Продолжая излагать результаты своих концептуально-теоретических изысканий, Сорокин переходит ко «второму периоду революции». «Так как, с другой стороны, революция — это война, — рассуждает он, — то, как всякая война, она не может не выдвигать в первые ряды профессионалов этого дела. Поскольку вопросы справедливости и истины начинают решаться физической силой, поскольку «оружие критики» заменяется «критикой оружием», то рост власти военных — будут ли ими Цезарь или Август, Кромвель или Дюмурье, Ян Жижка, Прокоп, Наполеон, Монк или Врангель, Мак-Магон, Людендорф, У Пэй Фу или Чжан Цзо-линь — неизбежен. Революция, столь презрительно третирующая военщину и милитаризм, сама является их квинтэссенцией и сама готовит — неизбежно готовит — диктатуру военщины. Выдвижение на первые ряды руководителей «критики оружием» — необходимая функция всякой революции». Далее, уже охватывая «военный массив» всех «революций» (каковыми их считает автор), Сорокин дает свой список наиболее типичных «военно-революционных» лидеров.

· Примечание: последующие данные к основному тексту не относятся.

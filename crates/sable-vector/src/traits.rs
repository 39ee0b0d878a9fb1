//! The vector index contract.

use crate::{Metric, Result, Rid, VectorError};

/// Common interface for the ANN indexes.
///
/// Indexes are single-writer: `build` and `insert` take `&mut self` and run
/// lock-free in the caller's thread. Shared access (DDL vs. concurrent scans)
/// is the catalog's concern, not the index's.
///
/// The dimension of an index is fixed by the first vector it sees; every
/// later vector must match or the operation fails with
/// [`VectorError::DimensionMismatch`].
pub trait VectorIndex: Send + Sync {
    /// The metric this index was created with.
    fn metric(&self) -> Metric;

    /// The fixed dimension, or `None` before any vector has been seen.
    fn dimension(&self) -> Option<usize>;

    /// Number of `(vector, rid)` entries the index holds.
    fn len(&self) -> usize;

    fn is_empty(&self) -> bool {
        self.len() == 0
    }

    /// Seed the index with an initial set of entries.
    ///
    /// Called once, right after creation. Whether an underfull data set is an
    /// error or a tolerated no-op is up to the implementation.
    fn build(&mut self, data: Vec<(Vec<f64>, Rid)>) -> Result<()>;

    /// Add a single entry.
    fn insert(&mut self, vector: Vec<f64>, rid: Rid) -> Result<()>;

    /// Return the rids of (approximately) the `limit` entries nearest to
    /// `query`, ordered by ascending distance.
    ///
    /// A scan of an empty index returns an empty list, never an error.
    fn scan(&self, query: &[f64], limit: usize) -> Result<Vec<Rid>>;
}

/// Record the index dimension from the first vector seen, or verify a later
/// vector against it. Zero-length vectors are rejected outright.
pub fn check_dimension(dimension: &mut Option<usize>, vector: &[f64]) -> Result<()> {
    if vector.is_empty() {
        return Err(VectorError::DimensionMismatch {
            expected: dimension.unwrap_or(1),
            actual: 0,
        });
    }
    match *dimension {
        Some(expected) if expected != vector.len() => Err(VectorError::DimensionMismatch {
            expected,
            actual: vector.len(),
        }),
        Some(_) => Ok(()),
        None => {
            *dimension = Some(vector.len());
            Ok(())
        }
    }
}

/// Verify a query vector against an already-fixed dimension.
pub fn check_query_dimension(dimension: Option<usize>, vector: &[f64]) -> Result<()> {
    let mut dim = dimension;
    check_dimension(&mut dim, vector)
}

#[cfg(test)]
mod tests {
    use super::*;

    #[test]
    fn first_vector_fixes_dimension() {
        let mut dim = None;
        check_dimension(&mut dim, &[1.0, 2.0]).unwrap();
        assert_eq!(dim, Some(2));

        let err = check_dimension(&mut dim, &[1.0, 2.0, 3.0]).unwrap_err();
        assert!(matches!(
            err,
            VectorError::DimensionMismatch { expected: 2, actual: 3 }
        ));
    }

    #[test]
    fn empty_vector_rejected() {
        let mut dim = None;
        assert!(check_dimension(&mut dim, &[]).is_err());
        assert_eq!(dim, None);
    }
}
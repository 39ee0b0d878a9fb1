//! Query layer of SableDB's vector subsystem.
//!
//! Everything between a bound `SELECT .. ORDER BY l2_dist(col, ARRAY[..])
//! LIMIT k` and the rids an ANN index hands back:
//!
//! - **Plan tree**: `SeqScan`, `Projection`, `Sort`, `Limit`, `TopN`,
//!   `VectorIndexScan`
//! - **Optimizer**: `Limit(Sort(..)) -> TopN`, then the vector-index rewrite
//!   gated by the `vector_index_match_method` session knob
//! - **Catalog**: tables with in-memory heaps, vector index DDL and DML glue
//! - **Executors**: the pull-based `init`/`next` contract and the
//!   `VectorIndexScan` executor
//!
//! # Example
//!
//! ```
//! use std::sync::Arc;
//! use sable_query::catalog::{Catalog, IndexKind};
//! use sable_query::executor::ExecutionEngine;
//! use sable_query::expression::Expression;
//! use sable_query::optimizer::{MatchMethod, Optimizer};
//! use sable_query::plan::{OrderByDirection, PlanNode};
//! use sable_query::value::{Column, Schema, Tuple, TypeId, Value};
//! use sable_vector::Metric;
//!
//! let mut catalog = Catalog::new();
//! let schema = Schema::new(vec![Column::new("v", TypeId::Vector)]);
//! let table_oid = catalog.create_table("t", schema.clone());
//! for v in [[0.0, 0.0], [1.0, 1.0], [5.0, 5.0]] {
//!     catalog
//!         .insert_tuple(table_oid, Tuple::new(vec![Value::Vector(v.to_vec())]))
//!         .unwrap();
//! }
//! let options = vec![
//!     ("m".to_string(), 4),
//!     ("ef_construction".to_string(), 20),
//!     ("ef_search".to_string(), 16),
//! ];
//! catalog
//!     .create_vector_index("t_v_idx", table_oid, 0, IndexKind::Hnsw, Metric::L2, &options, Some(1))
//!     .unwrap();
//!
//! let plan = Arc::new(PlanNode::TopN {
//!     n: 1,
//!     order_by: vec![(
//!         OrderByDirection::Asc,
//!         Expression::distance(
//!             Metric::L2,
//!             Expression::column(0),
//!             Expression::array_literal(&[0.9, 1.1]),
//!         ),
//!     )],
//!     schema: schema.clone(),
//!     child: Arc::new(PlanNode::SeqScan {
//!         table_oid,
//!         table_name: "t".to_string(),
//!         schema,
//!     }),
//! });
//!
//! let optimizer = Optimizer::new(&catalog, MatchMethod::Default);
//! let optimized = optimizer.optimize(plan);
//! assert!(matches!(&*optimized, PlanNode::VectorIndexScan { .. }));
//!
//! let rows = ExecutionEngine::new(&catalog).execute(&optimized).unwrap();
//! assert_eq!(rows, vec![Tuple::new(vec![Value::Vector(vec![1.0, 1.0])])]);
//! ```

pub mod catalog;
pub mod executor;
pub mod expression;
pub mod heap;
pub mod optimizer;
pub mod plan;
pub mod value;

«Марий, Цинна, Серторий, Антоний, Помпей, Цезарь, Август, Ян Жижка, Прокоп Большой, Кромвель, Ферфакс, Монк, Дюмурье, Наполеон, Врангель, Кавеньяк, Мак-Магон, Брусилов, Слащев, Буденный, Тухачевский, Фрунзе, Каменев и т. д. — образцы людей второго типа, — заключает Сорокин, — бонапартистского». Это те, которые, по выражению Меттерниха, касавшемуся Наполеона, «конфисковали Революцию в свою пользу». Всех «зачисленных» можно разделить на несколько групп, и тогда принцип очередности перечисления «военных вождей» получает некоторую логику и смысл.
Первые три полководца древнеримской эпохи — Марий, Цинна, Серторий — из эпохи Римской республики. Антоний, Помпей, Цезарь, Август — полководцы кануна Римской империи и кандидаты в императоры. Ян Жижка и Прокоп Большой — военные деятели Гуситских войн, военные наследники Яна Гуса, последовательно лидировавшие в гуситском движении. Думается, что эти фигуры были включены в представленный список, видимо, отчасти хотя бы с учетом интереса чешской общественности. В Чехословакии Сорокин впервые и опубликовал свою «Социологию революции».